Cell culture and virus stock
Suspension cultures of T.ni and Sf-9 cells were maintained at 27°C and rotated at 120 r.p.m. in 250 ml shaker flasks containing 35 ml of Excell 405 and Excell 401 serum-free medium, respectively. For protein purification, 500 ml medium in 1 l shaker flasks were maintained as stated above.
The recombinant baculovirus (AcP(+)IE1GalT) encoding the gene for bovine GalT was constructed as previously described (Jarvis and Finn, 1996). The recombinant baculovirus encoding the gene for hTf was constructed as described below.
Baculovirus construction
Recombinant hTf was amplified from plasmid TFR27A by polymerase chain reaction using Taq polymerase. The 5' and 3' primers were GCG CCC TCG AGA TGA GGC TCG CCG T and CCT ACC TTC TAG ATT TTA AGG TCT ACG GAA, respectively. The 5' and 3' primers contain XhoI and BglII restriction sites, respectively, for subsequent cloning into the baculovirus transfer vector. The amplified gene was ligated into a linear cloning vector (PCRII) and transformed into E.coli using the TA cloning kit. Following screening for the hTf insert, hTf positive colonies were miniprepped and the plasmid DNA digested with XhoI and BglII restriction enzymes. The digested hTf gene fragment was purified from a 1% agarose TAE gel using a QIAEX DNA extraction kit. The purified and digested gene was ligated into pBacPAK8TM, a baculovirus transfer vector which was also digested with XhoI and BglII restriction enzymes and gel purified. The resultant ligation reaction mixture was transformed into E.coli DH5 competent cells. E.coli colonies grown on LB (w/100 µg/ml ampicillin) agar plates were cultured, miniprepped, and screened for plasmids containing the hTf insert.
Plasmid DNA containing hTf (pBachTf) was transfected with BacPAK6, a linear baculovirus (Autographa californica nuclear polyhedrosis virus, AcNPV) genomic DNA fragment, into Sf-9 insect cells. Recombinant baculovirus was identified by selecting clear plaques in low melting point agarose containing X-gal. HTf positive plaques were amplified in Sf-9 suspension cultures to provide working stocks of the recombinant hTf baculovirus (AcNPV-hTf).
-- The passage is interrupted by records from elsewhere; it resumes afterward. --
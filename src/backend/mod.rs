/// Completion backend capability
///
/// The generative text backend is optional. Everything that talks to it goes
/// through the `CompletionBackend` trait, and `NullBackend` stands in when no
/// backend is configured.

pub mod gemini;
pub mod null;

pub use gemini::GeminiBackend;
pub use null::NullBackend;

use crate::config::Config;
use async_trait::async_trait;
use std::sync::Arc;
use std::time::Duration;
use thiserror::Error;

/// Why a completion could not be produced
#[derive(Error, Debug, Clone, PartialEq, Eq)]
pub enum BackendError {
    /// Not configured, unreachable, or it answered with an error
    #[error("backend unavailable: {0}")]
    Unavailable(String),

    /// No answer within the allowed time (milliseconds)
    #[error("backend timed out after {0} ms")]
    Timeout(u64),
}

/// Text completion, e.g. a hosted LLM
#[async_trait]
pub trait CompletionBackend: Send + Sync {
    /// Short name for logs
    fn name(&self) -> &str;

    /// Whether calling `complete` can succeed at all
    fn is_available(&self) -> bool {
        true
    }

    /// Complete a prompt. Implementations must give up after `timeout`.
    async fn complete(&self, prompt: &str, timeout: Duration) -> Result<String, BackendError>;
}

/// Run a completion with a hard deadline on top of the backend's own
///
/// A backend that hangs past `timeout` is reported as `Timeout`.
pub async fn complete_with_timeout(
    backend: &dyn CompletionBackend,
    prompt: &str,
    timeout: Duration,
) -> Result<String, BackendError> {
    if !backend.is_available() {
        return Err(BackendError::Unavailable(format!(
            "{} is not configured",
            backend.name()
        )));
    }

    match tokio::time::timeout(timeout, backend.complete(prompt, timeout)).await {
        Ok(result) => result,
        Err(_) => Err(BackendError::Timeout(timeout.as_millis() as u64)),
    }
}

/// Pick the backend for a configuration
///
/// Gemini when an API key is set, the null backend otherwise.
pub fn from_config(config: &Config) -> Arc<dyn CompletionBackend> {
    match &config.api_key {
        Some(key) => {
            log::info!("Using Gemini completion backend (model {})", config.model);
            Arc::new(GeminiBackend::new(
                key.clone(),
                config.model.clone(),
                config.base_url.clone(),
            ))
        }
        None => {
            log::info!("No GEMINI_API_KEY set, completion backend disabled");
            Arc::new(NullBackend)
        }
    }
}

#[cfg(test)]
pub mod testing {
    //! Scripted backends for tests

    use super::*;
    use parking_lot::Mutex;

    /// Returns a fixed reply and records every prompt it was given
    pub struct ScriptedBackend {
        reply: Result<String, BackendError>,
        delay: Option<Duration>,
        pub prompts: Mutex<Vec<String>>,
    }

    impl ScriptedBackend {
        pub fn replying(text: &str) -> Self {
            Self {
                reply: Ok(text.to_string()),
                delay: None,
                prompts: Mutex::new(Vec::new()),
            }
        }

        pub fn failing(error: BackendError) -> Self {
            Self {
                reply: Err(error),
                delay: None,
                prompts: Mutex::new(Vec::new()),
            }
        }

        /// Sleeps before replying, to exercise timeouts
        pub fn slow(text: &str, delay: Duration) -> Self {
            Self {
                reply: Ok(text.to_string()),
                delay: Some(delay),
                prompts: Mutex::new(Vec::new()),
            }
        }

        pub fn calls(&self) -> usize {
            self.prompts.lock().len()
        }
    }

    #[async_trait]
    impl CompletionBackend for ScriptedBackend {
        fn name(&self) -> &str {
            "scripted"
        }

        async fn complete(&self, prompt: &str, _timeout: Duration) -> Result<String, BackendError> {
            self.prompts.lock().push(prompt.to_string());
            if let Some(delay) = self.delay {
                tokio::time::sleep(delay).await;
            }
            self.reply.clone()
        }
    }
}

#[cfg(test)]
mod tests {
    use super::testing::ScriptedBackend;
    use super::*;

    #[tokio::test]
    async fn test_null_backend_is_unavailable() {
        let result = complete_with_timeout(&NullBackend, "hola", Duration::from_secs(1)).await;
        assert!(matches!(result, Err(BackendError::Unavailable(_))));
    }

    #[tokio::test]
    async fn test_reply_passes_through() {
        let backend = ScriptedBackend::replying("respuesta");
        let result = complete_with_timeout(&backend, "hola", Duration::from_secs(1)).await;
        assert_eq!(result, Ok("respuesta".to_string()));
        assert_eq!(backend.calls(), 1);
    }

    #[tokio::test]
    async fn test_slow_backend_times_out() {
        let backend = ScriptedBackend::slow("tarde", Duration::from_secs(5));
        let result = complete_with_timeout(&backend, "hola", Duration::from_millis(20)).await;
        assert_eq!(result, Err(BackendError::Timeout(20)));
    }

    #[test]
    fn test_from_config_without_key() {
        let config = Config::from_lookup(|key| match key {
            "CMDB_DB_PATH" => Some("/tmp/x.db".to_string()),
            _ => None,
        })
        .unwrap();

        let backend = from_config(&config);
        assert!(!backend.is_available());
    }

    #[test]
    fn test_from_config_with_key() {
        let config = Config::from_lookup(|key| match key {
            "CMDB_DB_PATH" => Some("/tmp/x.db".to_string()),
            "GEMINI_API_KEY" => Some("k".to_string()),
            _ => None,
        })
        .unwrap();

        let backend = from_config(&config);
        assert!(backend.is_available());
        assert_eq!(backend.name(), "gemini");
    }
}
/// repo-cmdb library
///
/// Repository catalog with technology detection and a natural-language
/// query engine on top.

pub mod backend;
pub mod config;
pub mod core;
pub mod db;
pub mod error;
pub mod query;

// Re-exports for convenience
pub use config::Config;
pub use db::Database;
pub use error::{CatalogError, Result};
pub use query::QueryEngine;
#[derive(Subcommand, Debug)]
enum Command {
    /// Analyze one repository (URL or local directory)
    Scan {
        /// Repository URL or path
        url: String,
    },
    /// Analyze every repository listed in a file, one per line
    ScanBatch {
        /// File with URLs; blank lines and # comments are skipped
        file: PathBuf,
    },
    /// Ask a question about the catalog
    Query {
        /// Question, e.g. "¿Qué repositorios tiene facebook?"
        #[arg(required = true)]
        question: Vec<String>,
    },
    /// Ask the completion backend a free-form question
    Ask {
        #[arg(required = true)]
        question: Vec<String>,
        /// Extra context sent along with the question
        #[arg(short, long)]
        context: Option<String>,
    },
    /// Summarize query results given as JSON
    Summarize {
        /// File with the results, or - for stdin
        file: PathBuf,
        /// Question the results answer
        #[arg(short, long)]
        question: Option<String>,
    },
    /// Ask questions in a loop until quit/exit/salir
    Interactive,
    /// Show catalog statistics
    Stats,
    /// Summary and completeness score of a cataloged repository
    Summary {
        /// Repository URL as it was scanned
        url: String,
    },
    /// Export the catalog
    Export {
        #[arg(short, long, value_enum, default_value_t = ExportFormat::Json)]
        format: ExportFormat,
        /// Output file (stdout when omitted)
        #[arg(short, long)]
        output: Option<PathBuf>,
    },
    /// List the technology patterns in use
    Patterns,
}

/// Owners listed by `stats`
const TOP_OWNERS: usize = 10;

#[derive(Clone, Copy, Debug, PartialEq, Eq, ValueEnum)]
enum ExportFormat {
    Json,
    Csv,
}

/// Everything a handler might need, wired once at startup
struct App {
    config: Config,
    db: Arc<Database>,
    table: Arc<TechnologyTable>,
    backend: Arc<dyn CompletionBackend>,
    engine: QueryEngine,
    scanner: Scanner,
}

#[tokio::main]
async fn main() {
    let cli = Cli::parse();
    init_logging(cli.verbose);

    if let Err(err) = run(cli).await {
        // Library errors have a friendlier rendering
        match err.downcast_ref::<CatalogError>() {
            Some(e) => eprintln!("Error: {}", e.user_message()),
            None => eprintln!("Error: {:#}", err),
        }
        std::process::exit(1);
    }
}

fn init_logging(verbose: bool) {
    let level = if verbose { "info" } else { "warn" };
    env_logger::Builder::from_env(env_logger::Env::default().default_filter_or(level))
        .format_timestamp(None)
        .init();
}

async fn run(cli: Cli) -> anyhow::Result<()> {
    let app = build_app(cli.db).await?;

    let result = match cli.command {
        Command::Scan { url } => handle_scan(&app, &url).await,
        Command::ScanBatch { file } => handle_scan_batch(&app, &file).await,
        Command::Query { question } => handle_query(&app, &question.join(" ")).await,
        Command::Ask { question, context } => {
            handle_ask(&app, &question.join(" "), context.as_deref()).await
        }
        Command::Summarize { file, question } => {
            handle_summarize(&app, &file, question.as_deref()).await
        }
        Command::Interactive => handle_interactive(&app).await,
        Command::Stats => handle_stats(&app).await,
        Command::Summary { url } => handle_summary(&app, &url).await,
        Command::Export { format, output } => handle_export(&app, format, output).await,
        Command::Patterns => handle_patterns(&app).await,
    };

    app.db.close().await;
    result
}

async fn build_app(db_override: Option<PathBuf>) -> anyhow::Result<App> {
    let config = Config::from_env()?.with_db_path(db_override);
    log::info!("Using catalog at {}", config.db_path.display());

    let db = Arc::new(Database::new(&config.db_path).await?);

    let table = Arc::new(TechnologyTable::load(config.patterns_file.as_deref())?);
    // Keep the SQL mirror of the pattern table in sync with what we detect with
    db.replace_technology_patterns(&table.flatten()).await?;

    let backend = backend::from_config(&config);
    let engine = QueryEngine::from_config(&config, db.clone(), backend.clone(), table.clone());
    let scanner = Scanner::from_config(&config, db.clone(), table.clone(), backend.clone());

    Ok(App {
        config,
        db,
        table,
        backend,
        engine,
        scanner,
    })
}

async fn handle_scan(app: &App, url: &str) -> anyhow::Result<()> {
    println!("Analizando {}...", url);
    let repo = app.scanner.scan(url).await?;
    print_repository(&repo);
    Ok(())
}

async fn handle_scan_batch(app: &App, file: &Path) -> anyhow::Result<()> {
    let urls = read_url_list(file)?;
    if urls.is_empty() {
        println!("No hay URLs en {}", file.display());
        return Ok(());
    }

    println!("Analizando {} repositorios...", urls.len());
    let summary = app.scanner.scan_batch(&urls).await;

    println!("{}", "=".repeat(60));
    for item in &summary.items {
        match &item.outcome {
            Ok(repo) => {
                let techs = repo.technologies().into_iter().collect::<Vec<_>>();
                if techs.is_empty() {
                    println!("? {} (sin identificar, {})", repo.full_name(), repo.status);
                } else {
                    println!("✓ {} [{}]", repo.full_name(), techs.join(", "));
                }
            }
            Err(reason) => println!("✗ {}: {}", item.url, reason),
        }
    }
    println!("{}", "=".repeat(60));
    println!(
        "Total: {}  Analizados: {}  Identificados: {}  Fallidos: {}",
        summary.total(),
        summary.analyzed(),
        summary.identified(),
        summary.failed()
    );

    Ok(())
}

async fn handle_query(app: &App, question: &str) -> anyhow::Result<()> {
    println!("{}", app.engine.answer(question).await);
    Ok(())
}

async fn handle_ask(app: &App, question: &str, context: Option<&str>) -> anyhow::Result<()> {
    println!("{}", app.engine.ask_open_question(question, context).await);
    Ok(())
}

async fn handle_summarize(app: &App, file: &Path, question: Option<&str>) -> anyhow::Result<()> {
    let results = if file == Path::new("-") {
        let mut buf = String::new();
        std::io::stdin()
            .read_to_string(&mut buf)
            .context("reading results from stdin")?;
        buf
    } else {
        std::fs::read_to_string(file)
            .with_context(|| format!("reading results from {}", file.display()))?
    };

    println!("{}", app.engine.summarize_results(&results, question).await);
    Ok(())
}

async fn handle_interactive(app: &App) -> anyhow::Result<()> {
    println!("Consultas sobre el catálogo. Escribe 'salir' para terminar.");
    println!("Ejemplos:");
    for example in app.engine.suggested_questions() {
        println!("  - {}", example);
    }

    let mut lines = BufReader::new(tokio::io::stdin()).lines();
    loop {
        print!("\n> ");
        std::io::stdout().flush()?;

        // EOF ends the session like 'salir' does
        let Some(line) = lines.next_line().await? else {
            break;
        };
        let line = line.trim();
        if line.is_empty() {
            continue;
        }
        if matches!(line.to_lowercase().as_str(), "quit" | "exit" | "salir") {
            break;
        }

        println!("{}", app.engine.answer(line).await);
    }

    println!("¡Hasta luego!");
    Ok(())
}

async fn handle_stats(app: &App) -> anyhow::Result<()> {
    let stats = app.db.stats().await?;
    let counts = app.db.get_technology_counts().await?;
    let owners = app.db.get_owner_counts().await?;

    println!("\nEstadísticas del catálogo ({})", app.db.path().display());
    println!("{}", "=".repeat(60));
    println!("Repositorios:           {}", stats.total_repositories);
    println!("Con tecnología:         {}", stats.identified_repositories);
    println!("Tasa de identificación: {:.1}%", stats.identification_rate());
    println!("Patrones cargados:      {}", stats.total_patterns);
    println!("Consultas a la IA:      {}", stats.total_ai_queries);

    if !counts.is_empty() {
        println!("\nTecnologías:");
        for (tech, count) in &counts {
            println!("  {:<20} {}", tech, count);
        }
    }
    if !owners.is_empty() {
        println!("\nPropietarios más activos:");
        for (owner, count) in owners.iter().take(TOP_OWNERS) {
            println!("  {:<20} {}", owner, count);
        }
    }
    println!("{}", "=".repeat(60));

    let backend = if app.config.api_key.is_some() {
        app.config.model.as_str()
    } else {
        "desactivado"
    };
    log::info!(
        "Backend: {}, pool {} ({} idle)",
        backend,
        stats.pool_size,
        stats.idle_connections
    );

    Ok(())
}

async fn handle_summary(app: &App, url: &str) -> anyhow::Result<()> {
    let url = url.trim();
    let Some(repo) = app.db.get_repository_by_url(url).await? else {
        anyhow::bail!("Repositorio no encontrado en el catálogo: {}", url);
    };

    let timeout = app.config.backend_timeout;
    let summary = summarize_repository(&repo, app.backend.as_ref(), timeout).await;
    if summary.is_generated() {
        let asked = format!("Resumen de repositorio: {}", repo.url);
        if let Err(e) = app
            .db
            .save_ai_query(&asked, summary.text(), SUMMARY_QUERY_TYPE)
            .await
        {
            log::warn!("Failed to record repository summary: {}", e);
        }
    }

    println!("{}", "=".repeat(60));
    println!("{}", summary.text());
    println!("{}", "=".repeat(60));
    print!("{}", render_completeness(&validate_completeness(&repo)));
    println!("{}", "=".repeat(60));
    Ok(())
}

async fn handle_export(
    app: &App,
    format: ExportFormat,
    output: Option<PathBuf>,
) -> anyhow::Result<()> {
    let repos = app.db.all_repositories(None).await?;

    let body = match format {
        ExportFormat::Json => export_json(&repos)?,
        ExportFormat::Csv => export_csv(&repos),
    };

    match output {
        Some(path) => {
            std::fs::write(&path, body)
                .with_context(|| format!("writing export to {}", path.display()))?;
            println!("Exportados {} repositorios a {}", repos.len(), path.display());
        }
        None => print!("{}", body),
    }

    Ok(())
}

async fn handle_patterns(app: &App) -> anyhow::Result<()> {
    println!("\n{} tecnologías conocidas:", app.table.len());
    println!("{}", "=".repeat(60));
    for def in app.table.definitions() {
        println!("{}: {}", def.name, def.patterns.join(", "));
        if let Some(description) = &def.description {
            println!("    {}", description);
        }
    }
    println!("{}", "=".repeat(60));
    Ok(())
}

fn print_repository(repo: &RepositoryRecord) {
    println!("{}", "=".repeat(60));
    println!("Repositorio: {}", repo.full_name());
    println!("URL:         {}", repo.url);
    println!("Estado:      {}", repo.status);

    let techs = repo.technologies().into_iter().collect::<Vec<_>>();
    if techs.is_empty() {
        println!("Tecnologías: (ninguna identificada)");
    } else {
        println!("Tecnologías: {}", techs.join(", "));
    }

    if let Some(explanation) = &repo.ai_explanation {
        println!("\n{}", explanation);
    }
    println!("{}", "=".repeat(60));
}

fn render_completeness(report: &CompletenessReport) -> String {
    let mut out = format!(
        "Completitud: {}/{} ({:.0}%)\n",
        report.score,
        report.max_score,
        report.percentage()
    );
    if !report.issues.is_empty() {
        out.push_str("Problemas:\n");
        for issue in &report.issues {
            out.push_str(&format!("  - {}\n", issue));
        }
    }
    if !report.recommendations.is_empty() {
        out.push_str("Recomendaciones:\n");
        for recommendation in &report.recommendations {
            out.push_str(&format!("  - {}\n", recommendation));
        }
    }
    out
}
Cell infection and harvest
Log phase insect cells were seeded in a 6 well plate at 1 x 106 cells/well (1.5–2 ml). Cells were allowed to attach to the well (20 min at 27°C) and infected with AcNPV-hTf at a multiplicity of infection (MOI) of 5 to ensure synchronous infection. At 72 h postinfection (pi), infected cells were collected with medium in 1.5 ml microfuge tubes and centrifuged 30 s at 16,000 x g. After removal of the medium, the cell pellets were incubated with 300 µl lysis buffer (1% Triton X-100, 50 mM Tris-HCl pH 8.5, 10 mM EDTA, 150 mM NaCl) and protease inhibitors (0.5 µg/ml antipain, 0.5 µg/ml aprotinin, 15.6 µg/ml benzamidine-HCl, 0.5 µg/ml chymostatin,1 µg/ml leupeptin, 1 mM phenylmethylsulfonyl). Clarified lysates were obtained from crude whole cell lysates by centrifugation for 15 min at 16,000 x g at 4°C. The medium from the infected cells was used to evaluate secreted hTf expression levels.
Large scale suspension cultures were infected with AcNPV-hTf alone or with AcNPV-hTf and AcP(+)IE1GalT at a density of 2 x 106 cells/ml. Two hours after infection fresh medium was added to the culture to adjust the cell density to ~1 x 106 cells/ml. At 66 h pi the cultures were centrifuged 20 min at 4000 x g to collect the medium which contains the secreted hTf.
Coomassie stain and Western blot
An equivalent number of cells from whole cell and clarified lysates from infected insect cells were separated by SDS–PAGE (10%) using reducing (60 mM Tris–HCl [pH 6.8], 25% glycerol, 2% SDS, 14.4 mM 2-mercaptoethanol, 0.1% bromophenol blue) sample buffer. Following electrophoresis, the gel was stained with 0.1% Coomassie brilliant blue stain to visualize protein bands. Secreted hTf was similarly analyzed using an equivalent volume of medium.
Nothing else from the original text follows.